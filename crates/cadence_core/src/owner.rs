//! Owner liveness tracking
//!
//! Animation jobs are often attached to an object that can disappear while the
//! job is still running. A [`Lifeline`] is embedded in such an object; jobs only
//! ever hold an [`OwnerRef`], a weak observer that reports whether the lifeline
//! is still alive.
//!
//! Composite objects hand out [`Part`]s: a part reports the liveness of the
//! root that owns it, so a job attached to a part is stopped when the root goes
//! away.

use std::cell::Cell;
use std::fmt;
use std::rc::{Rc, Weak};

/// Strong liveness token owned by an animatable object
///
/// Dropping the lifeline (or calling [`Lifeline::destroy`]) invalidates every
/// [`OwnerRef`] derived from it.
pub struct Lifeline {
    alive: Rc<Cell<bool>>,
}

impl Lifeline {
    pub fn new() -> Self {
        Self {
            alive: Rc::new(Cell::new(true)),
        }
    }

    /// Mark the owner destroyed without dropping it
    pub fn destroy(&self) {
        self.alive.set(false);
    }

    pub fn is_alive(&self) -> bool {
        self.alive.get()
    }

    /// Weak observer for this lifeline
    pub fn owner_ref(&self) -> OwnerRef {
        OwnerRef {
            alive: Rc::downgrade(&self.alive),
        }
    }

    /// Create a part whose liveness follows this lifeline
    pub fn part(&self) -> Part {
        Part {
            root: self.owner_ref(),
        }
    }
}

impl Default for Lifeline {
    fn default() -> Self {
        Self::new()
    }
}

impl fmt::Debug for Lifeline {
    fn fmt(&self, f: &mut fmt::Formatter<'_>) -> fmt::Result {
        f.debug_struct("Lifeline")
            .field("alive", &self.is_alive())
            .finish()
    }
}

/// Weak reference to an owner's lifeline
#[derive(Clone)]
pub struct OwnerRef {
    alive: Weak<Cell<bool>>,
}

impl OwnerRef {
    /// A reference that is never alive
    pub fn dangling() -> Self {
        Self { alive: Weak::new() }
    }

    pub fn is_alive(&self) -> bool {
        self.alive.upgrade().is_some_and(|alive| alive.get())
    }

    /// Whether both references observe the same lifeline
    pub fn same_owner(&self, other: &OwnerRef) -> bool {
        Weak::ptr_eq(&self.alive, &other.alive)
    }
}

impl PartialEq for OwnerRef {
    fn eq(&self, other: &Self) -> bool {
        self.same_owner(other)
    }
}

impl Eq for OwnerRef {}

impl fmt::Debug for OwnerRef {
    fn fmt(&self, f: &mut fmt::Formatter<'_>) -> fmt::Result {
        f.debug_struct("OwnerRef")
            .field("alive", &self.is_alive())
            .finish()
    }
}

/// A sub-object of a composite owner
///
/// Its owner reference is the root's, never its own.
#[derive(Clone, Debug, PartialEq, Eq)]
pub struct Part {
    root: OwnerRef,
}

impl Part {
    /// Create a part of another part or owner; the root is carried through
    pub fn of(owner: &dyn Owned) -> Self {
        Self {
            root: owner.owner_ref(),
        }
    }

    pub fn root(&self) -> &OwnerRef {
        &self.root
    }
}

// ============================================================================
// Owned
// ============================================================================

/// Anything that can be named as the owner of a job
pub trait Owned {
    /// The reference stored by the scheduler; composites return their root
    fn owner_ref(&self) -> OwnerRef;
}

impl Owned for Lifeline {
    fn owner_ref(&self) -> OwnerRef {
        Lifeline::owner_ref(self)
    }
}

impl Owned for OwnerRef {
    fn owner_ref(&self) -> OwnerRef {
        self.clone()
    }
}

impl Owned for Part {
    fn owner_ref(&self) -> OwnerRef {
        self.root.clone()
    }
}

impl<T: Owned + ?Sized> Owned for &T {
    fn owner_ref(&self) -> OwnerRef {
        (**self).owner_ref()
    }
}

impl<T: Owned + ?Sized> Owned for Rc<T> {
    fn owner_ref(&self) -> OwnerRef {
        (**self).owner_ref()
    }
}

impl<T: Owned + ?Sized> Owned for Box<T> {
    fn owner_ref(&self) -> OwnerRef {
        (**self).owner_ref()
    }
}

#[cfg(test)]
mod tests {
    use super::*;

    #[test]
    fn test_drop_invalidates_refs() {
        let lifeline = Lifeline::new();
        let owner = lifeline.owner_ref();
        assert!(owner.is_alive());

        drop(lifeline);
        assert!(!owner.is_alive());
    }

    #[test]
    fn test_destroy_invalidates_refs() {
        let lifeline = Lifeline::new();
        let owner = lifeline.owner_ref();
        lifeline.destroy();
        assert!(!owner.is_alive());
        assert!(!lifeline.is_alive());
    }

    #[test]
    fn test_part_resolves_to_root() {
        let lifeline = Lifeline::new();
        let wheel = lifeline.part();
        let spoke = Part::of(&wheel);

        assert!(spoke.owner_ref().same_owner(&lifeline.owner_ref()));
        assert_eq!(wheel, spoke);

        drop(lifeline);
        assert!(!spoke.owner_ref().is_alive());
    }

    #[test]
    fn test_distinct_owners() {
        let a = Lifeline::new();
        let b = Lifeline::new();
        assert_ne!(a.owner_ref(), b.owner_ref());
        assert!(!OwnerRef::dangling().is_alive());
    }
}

+++

Extract all the material, leaving every line as it is.

EXERCISE OUTPUT:
filename crates/cadence_core/src/owner.rs
//! Owner liveness tracking
//!
//! Animation jobs are often attached to an object that can disappear while the
//! job is still running. A [`Lifeline`] is embedded in such an object; jobs only
//! ever hold an [`OwnerRef`], a weak observer that reports whether the lifeline
//! is still alive.
//!
//! Composite objects hand out [`Part`]s: a part reports the liveness of the
//! root that owns it, so a job attached to a part is stopped when the root goes
//! away.

use std::cell::Cell;
use std::fmt;
use std::rc::{Rc, Weak};

/// Strong liveness token owned by an animatable object
///
/// Dropping the lifeline (or calling [`Lifeline::destroy`]) invalidates every
/// [`OwnerRef`] derived from it.
pub struct Lifeline {
    alive: Rc<Cell<bool>>,
}

impl Lifeline {
    pub fn new() -> Self {
        Self {
            alive: Rc::new(Cell::new(true)),
        }
    }

    /// Mark the owner destroyed without dropping it
    pub fn destroy(&self) {
        self.alive.set(false);
    }

    pub fn is_alive(&self) -> bool {
        self.alive.get()
    }

    /// Weak observer for this lifeline
    pub fn owner_ref(&self) -> OwnerRef {
        OwnerRef {
            alive: Rc::downgrade(&self.alive),
        }
    }

    /// Create a part whose liveness follows this lifeline
    pub fn part(&self) -> Part {
        Part {
            root: self.owner_ref(),
        }
    }
}

impl Default for Lifeline {
    fn default() -> Self {
        Self::new()
    }
}

impl fmt::Debug for Lifeline {
    fn fmt(&self, f: &mut fmt::Formatter<'_>) -> fmt::Result {
        f.debug_struct("Lifeline")
            .field("alive", &self.is_alive())
            .finish()
    }
}

/// Weak reference to an owner's lifeline
#[derive(Clone)]
pub struct OwnerRef {
    alive: Weak<Cell<bool>>,
}

impl OwnerRef {
    /// A reference that is never alive
    pub fn dangling() -> Self {
        Self { alive: Weak::new() }
    }

    pub fn is_alive(&self) -> bool {
        self.alive.upgrade().is_some_and(|alive| alive.get())
    }

    /// Whether both references observe the same lifeline
    pub fn same_owner(&self, other: &OwnerRef) -> bool {
        Weak::ptr_eq(&self.alive, &other.alive)
    }
}

impl PartialEq for OwnerRef {
    fn eq(&self, other: &Self) -> bool {
        self.same_owner(other)
    }
}

impl Eq for OwnerRef {}

impl fmt::Debug for OwnerRef {
    fn fmt(&self, f: &mut fmt::Formatter<'_>) -> fmt::Result {
        f.debug_struct("OwnerRef")
            .field("alive", &self.is_alive())
            .finish()
    }
}

/// A sub-object of a composite owner
///
/// Its owner reference is the root's, never its own.
#[derive(Clone, Debug, PartialEq, Eq)]
pub struct Part {
    root: OwnerRef,
}

impl Part {
    /// Create a part of another part or owner; the root is carried through
    pub fn of(owner: &dyn Owned) -> Self {
        Self {
            root: owner.owner_ref(),
        }
    }

    pub fn root(&self) -> &OwnerRef {
        &self.root
    }
}

// ============================================================================
// Owned
// ============================================================================

/// Anything that can be named as the owner of a job
pub trait Owned {
    /// The reference stored by the scheduler; composites return their root
    fn owner_ref(&self) -> OwnerRef;
}

impl Owned for Lifeline {
    fn owner_ref(&self) -> OwnerRef {
        Lifeline::owner_ref(self)
    }
}

impl Owned for OwnerRef {
    fn owner_ref(&self) -> OwnerRef {
        self.clone()
    }
}

impl Owned for Part {
    fn owner_ref(&self) -> OwnerRef {
        self.root.clone()
    }
}

impl<T: Owned + ?Sized> Owned for &T {
    fn owner_ref(&self) -> OwnerRef {
        (**self).owner_ref()
    }
}

impl<T: Owned + ?Sized> Owned for Rc<T> {
    fn owner_ref(&self) -> OwnerRef {
        (**self).owner_ref()
    }
}

impl<T: Owned + ?Sized> Owned for Box<T> {
    fn owner_ref(&self) -> OwnerRef {
        (**self).owner_ref()
    }
}

#[cfg(test)]
mod tests {
    use super::*;

    #[test]
    fn test_drop_invalidates_refs() {
        let lifeline = Lifeline::new();
        let owner = lifeline.owner_ref();
        assert!(owner.is_alive());

        drop(lifeline);
        assert!(!owner.is_alive());
    }

    #[test]
    fn test_destroy_invalidates_refs() {
        let lifeline = Lifeline::new();
        let owner = lifeline.owner_ref();
        lifeline.destroy();
        assert!(!owner.is_alive());
        assert!(!lifeline.is_alive());
    }

    #[test]
    fn test_part_resolves_to_root() {
        let lifeline = Lifeline::new();
        let wheel = lifeline.part();
        let spoke = Part::of(&wheel);

        assert!(spoke.owner_ref().same_owner(&lifeline.owner_ref()));
        assert_eq!(wheel, spoke);

        drop(lifeline);
        assert!(!spoke.owner_ref().is_alive());
    }

    #[test]
    fn test_distinct_owners() {
        let a = Lifeline::new();
        let b = Lifeline::new();
        assert_ne!(a.owner_ref(), b.owner_ref());
        assert!(!OwnerRef::dangling().is_alive());
    }
}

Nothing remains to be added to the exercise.